C'était une grande femme, svelte encore, au visage fier et aristocratique; son fils lui ressemblait beaucoup, mais avec quelque chose de plus intellectuel et de plus exquis dans les traits. Albert embrassa sa mère et ses joues se colorèrent de plaisir en la voyant. Il avait pour tous ses parents une affection très-vive.

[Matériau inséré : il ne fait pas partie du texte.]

use serde::{Deserialize, Serialize};

use super::header::REGION_HEADER_BYTES;
use super::histogram::DEFAULT_MAX_TRACKED_LEVEL;

/// Configuration supplied when creating a [`super::NodeStore`] or scanning a tape.
#[derive(Clone, Debug, PartialEq, Eq, Serialize, Deserialize)]
#[serde(default)]
pub struct StoreOptions {
    /// Bytes reserved ahead of the first frame.
    pub header_bytes: usize,
    /// Levels at or above this are logged and left out of the histogram.
    pub max_tracked_level: usize,
    /// Compare retriever-resolved bytes with the scanned tape on every eager access.
    pub cross_check: bool,
    /// Emit the level histogram once a scan completes.
    pub log_histogram: bool,
    /// Width of a neighbor id inside neighbor blocks.
    pub id_bytes: usize,
}

impl StoreOptions {
    /// Creates options with default settings.
    pub fn new() -> Self {
        Self {
            header_bytes: REGION_HEADER_BYTES,
            max_tracked_level: DEFAULT_MAX_TRACKED_LEVEL,
            cross_check: false,
            log_histogram: true,
            id_bytes: 8,
        }
    }

    /// Sets the reserved header size.
    pub fn header_bytes(mut self, bytes: usize) -> Self {
        self.header_bytes = bytes;
        self
    }

    /// Sets the histogram ceiling.
    pub fn max_tracked_level(mut self, level: usize) -> Self {
        self.max_tracked_level = level;
        self
    }

    /// Enables or disables retriever cross-checking.
    pub fn cross_check(mut self, enabled: bool) -> Self {
        self.cross_check = enabled;
        self
    }

    /// Enables or disables histogram logging.
    pub fn log_histogram(mut self, enabled: bool) -> Self {
        self.log_histogram = enabled;
        self
    }

    /// Sets the neighbor id width.
    pub fn id_bytes(mut self, bytes: usize) -> Self {
        self.id_bytes = bytes;
        self
    }
}

impl Default for StoreOptions {
    fn default() -> Self {
        Self::new()
    }
}
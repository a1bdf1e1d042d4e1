//! Sequential index over a region of node frames.
//!
//! Frames are variable-length and their size is only known once the head has
//! been decoded, so the tape is recovered by walking the region front to
//! back. The resulting per-node table is kept so later lookups are O(1).

use serde::Serialize;
use tracing::{debug, info, warn};

use crate::types::{Label, NodeId, Result, TapeError, VectorRef};

use super::frame;
use super::header::{RegionHeader, REGION_HEADER_BYTES};
use super::histogram::LevelHistogram;
use super::layout::FrameLayout;
use super::options::StoreOptions;

/// Location of one frame inside its region.
#[derive(Clone, Copy, Debug, Eq, PartialEq, Serialize)]
pub struct TapeEntry {
    /// Region offset of the frame.
    pub offset: usize,
    /// Frame size in bytes.
    pub frame_size: usize,
    /// Level recorded on the frame.
    pub level: u32,
}

impl TapeEntry {
    /// Offset one past the frame.
    pub fn end(&self) -> usize {
        self.offset + self.frame_size
    }
}

/// Ordered, gap-free table of frames.
#[derive(Clone, Debug, PartialEq, Eq)]
pub struct Tape {
    entries: Vec<TapeEntry>,
    header_bytes: usize,
    end: usize,
}

impl Tape {
    /// Creates a tape with no frames.
    pub fn empty(header_bytes: usize) -> Self {
        Self {
            entries: Vec::new(),
            header_bytes,
            end: header_bytes,
        }
    }

    /// Walks `node_count` frames of `region` starting after the header.
    ///
    /// Any decode failure aborts the scan: a frame that cannot be trusted
    /// leaves every later offset unknown. Levels beyond the histogram ceiling
    /// are only logged.
    pub fn build(
        region: &[u8],
        layout: &FrameLayout,
        node_count: usize,
        options: &StoreOptions,
    ) -> Result<(Tape, LevelHistogram)> {
        if options.header_bytes > region.len() {
            return Err(TapeError::OutOfBounds {
                offset: 0,
                len: options.header_bytes,
                bound: region.len(),
            });
        }
        let mut tape = Tape::empty(options.header_bytes);
        tape.entries.reserve(node_count);
        let mut histogram = LevelHistogram::new(options.max_tracked_level);
        let mut progress = options.header_bytes;

        for idx in 0..node_count {
            let (node, frame_size) =
                frame::decode(region, progress, layout).inspect_err(|err| {
                    warn!(node = idx, offset = progress, error = %err, "tape.build.abort");
                })?;
            tape.entries.push(TapeEntry {
                offset: progress,
                frame_size,
                level: node.level,
            });
            histogram.observe(node.level);
            progress += frame_size;
        }
        tape.end = progress;

        info!(
            nodes = node_count,
            tape_bytes = progress,
            tail_bytes = region.len() - progress,
            "tape.build.complete"
        );
        if options.log_histogram {
            histogram.report();
        }
        Ok((tape, histogram))
    }

    /// Number of frames.
    pub fn len(&self) -> usize {
        self.entries.len()
    }

    /// Returns `true` when the tape holds no frames.
    pub fn is_empty(&self) -> bool {
        self.entries.is_empty()
    }

    /// Entry for `id`.
    pub fn entry(&self, id: NodeId) -> Option<&TapeEntry> {
        self.entries.get(id.index())
    }

    /// Region offset of `id`'s frame.
    pub fn locate(&self, id: NodeId) -> Option<usize> {
        self.entry(id).map(|entry| entry.offset)
    }

    /// Iterates entries in tape order.
    pub fn iter(&self) -> impl Iterator<Item = (NodeId, &TapeEntry)> + '_ {
        self.entries
            .iter()
            .enumerate()
            .map(|(idx, entry)| (NodeId::from(idx), entry))
    }

    /// Reserved header size.
    pub fn header_bytes(&self) -> usize {
        self.header_bytes
    }

    /// Offset one past the last frame.
    pub fn end_offset(&self) -> usize {
        self.end
    }

    /// Bytes occupied by frames.
    pub fn frame_bytes(&self) -> usize {
        self.end - self.header_bytes
    }

    /// Whether the frames fill a region of `region_len` bytes exactly.
    pub fn is_exact(&self, region_len: usize) -> bool {
        self.end == region_len
    }

    /// Highest level on the tape and the first node carrying it.
    pub fn top(&self) -> Option<(NodeId, u32)> {
        self.iter()
            .fold(None, |best: Option<(NodeId, u32)>, (id, entry)| match best {
                Some((_, level)) if level >= entry.level => best,
                _ => Some((id, entry.level)),
            })
    }

    /// Appends a frame that must start exactly at [`Tape::end_offset`].
    pub fn push_frame(&mut self, entry: TapeEntry) -> Result<NodeId> {
        if entry.offset != self.end {
            return Err(TapeError::InvalidArgument(format!(
                "frame at {} does not continue the tape ending at {}",
                entry.offset, self.end
            )));
        }
        let id = NodeId::from(self.entries.len());
        self.end = entry.end();
        self.entries.push(entry);
        debug!(node = id.0, offset = entry.offset, level = entry.level, "tape.push_frame");
        Ok(id)
    }
}

/// Assembles a region image in memory, frame by frame.
pub struct TapeWriter {
    layout: FrameLayout,
    buf: Vec<u8>,
    tape: Tape,
}

impl TapeWriter {
    /// Starts an image with `header_bytes` of reserved space.
    pub fn new(layout: FrameLayout, header_bytes: usize) -> Self {
        Self {
            layout,
            buf: vec![0u8; header_bytes],
            tape: Tape::empty(header_bytes),
        }
    }

    /// Appends a node and returns its id.
    pub fn push(&mut self, label: Label, vector: VectorRef<'_>, level: u32) -> Result<NodeId> {
        let offset = self.buf.len();
        self.buf.resize(offset + self.layout.frame_size(level), 0);
        let frame_size = frame::encode(&mut self.buf, offset, &self.layout, label, vector, level)
            .inspect_err(|_| self.buf.truncate(offset))?;
        self.tape.push_frame(TapeEntry {
            offset,
            frame_size,
            level,
        })
    }

    /// Frames written so far.
    pub fn tape(&self) -> &Tape {
        &self.tape
    }

    /// Header describing the frames written so far.
    pub fn header(&self) -> RegionHeader {
        let top = self.tape.top();
        RegionHeader {
            scalar: self.layout.scalar,
            dimensions: self.layout.dimensions as u32,
            connectivity: (self.layout.metadata.connectivity_max_base / 2) as u32,
            node_count: self.tape.len() as u64,
            entry: top.map(|(id, _)| id),
            max_level: top.map(|(_, level)| level).unwrap_or(0),
        }
    }

    /// Returns the image; the header is stamped when there is room for it.
    pub fn finish(self) -> Result<Vec<u8>> {
        self.finish_with_spare(0)
    }

    /// Returns the image followed by `spare` zero bytes for later appends.
    pub fn finish_with_spare(mut self, spare: usize) -> Result<Vec<u8>> {
        if self.tape.header_bytes() >= REGION_HEADER_BYTES {
            let header = self.header();
            header.write(&mut self.buf)?;
        }
        self.buf.resize(self.buf.len() + spare, 0);
        Ok(self.buf)
    }
}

Au milieu de sa vie de chagrin et d'orages il avait gardé le culte de la famille; il parlait toujours de sa mère avec respect et émotion!—C'est une remarque de tous les siècles qu'il n'est que les êtres méchants ou médiocres qui n'aiment pas leurs mères. Ceux qui ont la flamme du cœur ou de l'esprit sentent qu'ils l'ont puisée dans le sein qui les a portés.
Albert me présenta sa mère et me nomma à elle. Nous échangeâmes quelques paroles du monde; puis, je me levai pour partir. Albert serra la main de René, et prenant la mienne qu'il baisa, il me dit: Au revoir!
[VI]
J'écrivis le soir même à Léonce ma visite à Albert de Lincel; il me répondit vite et avec une sorte d'ardeur curieuse: Il serait charmé, me disait-il, de connaître par moi un des êtres qui l'avait le plus intéressé dans sa vie. Il me demandait sur Albert tous les détails imaginables et m'engageait à le voir le plus souvent possible. Je fus ainsi disposée tout naturellement à accepter sans scrupule et sans inquiétude la sympathie d'Albert; je l'avais trouvé enjoué et cordial; j'aimais les allures simples de son génie qui ne s'était pas offert à moi avec cette pompe solennelle à laquelle tous les hommes célèbres se croient plus ou moins tenus dans une première entrevue.
Le lendemain de ma visite à Albert, il faisait un de ces jours d'hiver radieux si rares à Paris; le ciel était d'un bleu vif, les moineaux voletaient au soleil sur la cime dépouillée des arbres, et s'aventuraient parfois jusqu'à la balustrade de la haute fenêtre où j'étais accoudée. Je faisais comme les moineaux, je humais l'air vivifiant et tiède de ce jour d'Italie, et je regardais courir, dans les mêmes allées où nous sommes maintenant assises, mon fils qui jouait à la balle. Le portier, qui nous avait en affection, lui ouvrait chaque jour le jardin qui m'avait appartenu autrefois.
Je regardais mon enfant s'ébattre joyeux; il me saluait par de petits cris, et lorsque mes yeux se détournaient de lui, il m'obligeait en m'appelant à le regarder encore. J'avais devant moi les toitures et les clochers d'une partie du faubourg Saint-Germain; les bruits des voitures et les voix de la rue montaient jusqu'à ma fenêtre. Ce spectacle et ces rumeurs m'empêchèrent d'entendre le coup de sonnette qui retentit à ma porte; tout à coup, je sentis une main tirer à mon côté les plis de ma robe; c'était ma vieille servante qui me disait avec sa grosse mine toujours réjouie:
—Madame, voilà un monsieur!
Je tournai la tête et je me trouvai en face d'Albert de Lincel.
Il était plus pâle que la veille et si essoufflé qu'il semblait défaillir; je lui pris la main et je l'obligeai à s'asseoir; il tomba comme anéanti sur un fauteuil.
—Vous voyez, me dit-il, que je n'ai pas tardé à vous rendre votre visite.